→ TASK PROMPT
Below are some entries. Work out how many of their lines hold the word "Duration", and write that number alone.

(SUPPLIED ENTRIES Opens)

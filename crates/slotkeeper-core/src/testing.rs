//! In-memory gateways for unit tests
//!
//! `FakeSlotBackend` writes into a shared `FakeBlobStore` on save, so the
//! lifecycle's size check and rotation see what the backend produced.

use crate::error::{SlotkeeperError, SlotkeeperResult};
use crate::gateway::{BlobEntry, BlobStore, SlotBackend, SlotStatus, SlotTransfer};
use crate::pool::{ParticipantId, SharedSlotPool};
use async_trait::async_trait;
use parking_lot::Mutex;
use std::collections::{BTreeMap, HashMap, HashSet};
use std::sync::Arc;
use std::time::Duration;

#[derive(Default)]
pub struct FakeBlobStore {
    files: Mutex<BTreeMap<String, u64>>,
    failing_deletes: Mutex<HashSet<String>>,
    listing_fails: Mutex<bool>,
    pub deletes: Mutex<Vec<String>>,
}

impl FakeBlobStore {
    pub fn put(&self, name: &str, size: u64) {
        self.files.lock().insert(name.to_string(), size);
    }

    pub fn contains(&self, name: &str) -> bool {
        self.files.lock().contains_key(name)
    }

    pub fn names(&self) -> Vec<String> {
        self.files.lock().keys().cloned().collect()
    }

    pub fn fail_delete_of(&self, name: &str) {
        self.failing_deletes.lock().insert(name.to_string());
    }

    pub fn fail_listing(&self, fail: bool) {
        *self.listing_fails.lock() = fail;
    }
}

#[async_trait]
impl BlobStore for FakeBlobStore {
    async fn list(&self) -> SlotkeeperResult<Vec<BlobEntry>> {
        if *self.listing_fails.lock() {
            return Err(SlotkeeperError::backend_status("listing unavailable", 503));
        }
        Ok(self
            .files
            .lock()
            .iter()
            .map(|(name, size)| BlobEntry {
                name: name.clone(),
                size: *size,
            })
            .collect())
    }

    async fn delete(&self, name: &str) -> SlotkeeperResult<()> {
        self.deletes.lock().push(name.to_string());
        if self.failing_deletes.lock().contains(name) {
            return Err(SlotkeeperError::backend_status("delete refused", 500));
        }
        match self.files.lock().remove(name) {
            Some(_) => Ok(()),
            None => Err(SlotkeeperError::not_found_resource(name, "blob")),
        }
    }
}

/// Backend call as seen by the fake, with the pool occupant at call time
#[derive(Debug, Clone, PartialEq, Eq)]
pub enum BackendCall {
    Save {
        slot: usize,
        filename: String,
        occupant: Option<ParticipantId>,
    },
    Restore {
        slot: usize,
        filename: String,
    },
    Erase {
        slot: usize,
    },
}

pub struct FakeSlotBackend {
    store: Arc<FakeBlobStore>,
    pool: Mutex<Option<SharedSlotPool>>,
    slot_count: Mutex<usize>,
    processing: Mutex<HashSet<usize>>,
    blob_size: Mutex<u64>,
    save_delay: Mutex<Duration>,
    next_save_error: Mutex<Option<SlotkeeperError>>,
    restore_error: Mutex<Option<SlotkeeperError>>,
    failing_erases: Mutex<HashMap<usize, SlotkeeperError>>,
    slots_error: Mutex<Option<SlotkeeperError>>,
    pub calls: Mutex<Vec<BackendCall>>,
}

impl FakeSlotBackend {
    pub fn new(store: Arc<FakeBlobStore>, slot_count: usize) -> Self {
        Self {
            store,
            pool: Mutex::new(None),
            slot_count: Mutex::new(slot_count),
            processing: Mutex::new(HashSet::new()),
            blob_size: Mutex::new(4 * 1024 * 1024),
            save_delay: Mutex::new(Duration::ZERO),
            next_save_error: Mutex::new(None),
            restore_error: Mutex::new(None),
            failing_erases: Mutex::new(HashMap::new()),
            slots_error: Mutex::new(None),
            calls: Mutex::new(Vec::new()),
        }
    }

    /// Record the pool occupant of each saved slot
    pub fn observe_pool(&self, pool: SharedSlotPool) {
        *self.pool.lock() = Some(pool);
    }

    pub fn set_blob_size(&self, size: u64) {
        *self.blob_size.lock() = size;
    }

    /// Time a save takes after the occupant is recorded
    pub fn set_save_delay(&self, delay: Duration) {
        *self.save_delay.lock() = delay;
    }

    pub fn set_processing(&self, slot: usize, busy: bool) {
        let mut processing = self.processing.lock();
        if busy {
            processing.insert(slot);
        } else {
            processing.remove(&slot);
        }
    }

    pub fn fail_next_save(&self, error: SlotkeeperError) {
        *self.next_save_error.lock() = Some(error);
    }

    pub fn fail_restores(&self, error: Option<SlotkeeperError>) {
        *self.restore_error.lock() = error;
    }

    pub fn fail_erase_of(&self, slot: usize, error: SlotkeeperError) {
        self.failing_erases.lock().insert(slot, error);
    }

    pub fn fail_slots(&self, error: Option<SlotkeeperError>) {
        *self.slots_error.lock() = error;
    }

    pub fn calls(&self) -> Vec<BackendCall> {
        self.calls.lock().clone()
    }

    pub fn saves(&self) -> Vec<(usize, String, Option<ParticipantId>)> {
        self.calls()
            .into_iter()
            .filter_map(|call| match call {
                BackendCall::Save {
                    slot,
                    filename,
                    occupant,
                } => Some((slot, filename, occupant)),
                _ => None,
            })
            .collect()
    }

    pub fn restores(&self) -> Vec<(usize, String)> {
        self.calls()
            .into_iter()
            .filter_map(|call| match call {
                BackendCall::Restore { slot, filename } => Some((slot, filename)),
                _ => None,
            })
            .collect()
    }

    pub fn erases(&self) -> Vec<usize> {
        self.calls()
            .into_iter()
            .filter_map(|call| match call {
                BackendCall::Erase { slot } => Some(slot),
                _ => None,
            })
            .collect()
    }
}

#[async_trait]
impl SlotBackend for FakeSlotBackend {
    async fn slots(&self) -> SlotkeeperResult<Vec<SlotStatus>> {
        if let Some(error) = self.slots_error.lock().clone() {
            return Err(error);
        }
        let processing = self.processing.lock();
        Ok((0..*self.slot_count.lock())
            .map(|id| SlotStatus {
                id,
                is_processing: processing.contains(&id),
            })
            .collect())
    }

    async fn save(&self, slot: usize, filename: &str) -> SlotkeeperResult<SlotTransfer> {
        let occupant = self
            .pool
            .lock()
            .as_ref()
            .and_then(|pool| pool.lock().slot(slot).and_then(|s| s.occupant().cloned()));
        self.calls.lock().push(BackendCall::Save {
            slot,
            filename: filename.to_string(),
            occupant,
        });
        let delay = *self.save_delay.lock();
        if !delay.is_zero() {
            tokio::time::sleep(delay).await;
        }
        if let Some(error) = self.next_save_error.lock().take() {
            return Err(error);
        }
        let size = *self.blob_size.lock();
        self.store.put(filename, size);
        Ok(SlotTransfer {
            tokens: Some(1024),
            bytes: Some(size),
            elapsed_ms: Some(12.0),
        })
    }

    async fn restore(&self, slot: usize, filename: &str) -> SlotkeeperResult<SlotTransfer> {
        self.calls.lock().push(BackendCall::Restore {
            slot,
            filename: filename.to_string(),
        });
        if let Some(error) = self.restore_error.lock().clone() {
            return Err(error);
        }
        if !self.store.contains(filename) {
            return Err(SlotkeeperError::not_found_resource(
                format!("failed to open {}", filename),
                "blob",
            ));
        }
        Ok(SlotTransfer {
            tokens: Some(1024),
            bytes: None,
            elapsed_ms: Some(8.0),
        })
    }

    async fn erase(&self, slot: usize) -> SlotkeeperResult<()> {
        self.calls.lock().push(BackendCall::Erase { slot });
        match self.failing_erases.lock().get(&slot) {
            Some(error) => Err(error.clone()),
            None => Ok(()),
        }
    }
}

(SUPPLIED ENTRIES Closes)

→ TASK OUTPUT
4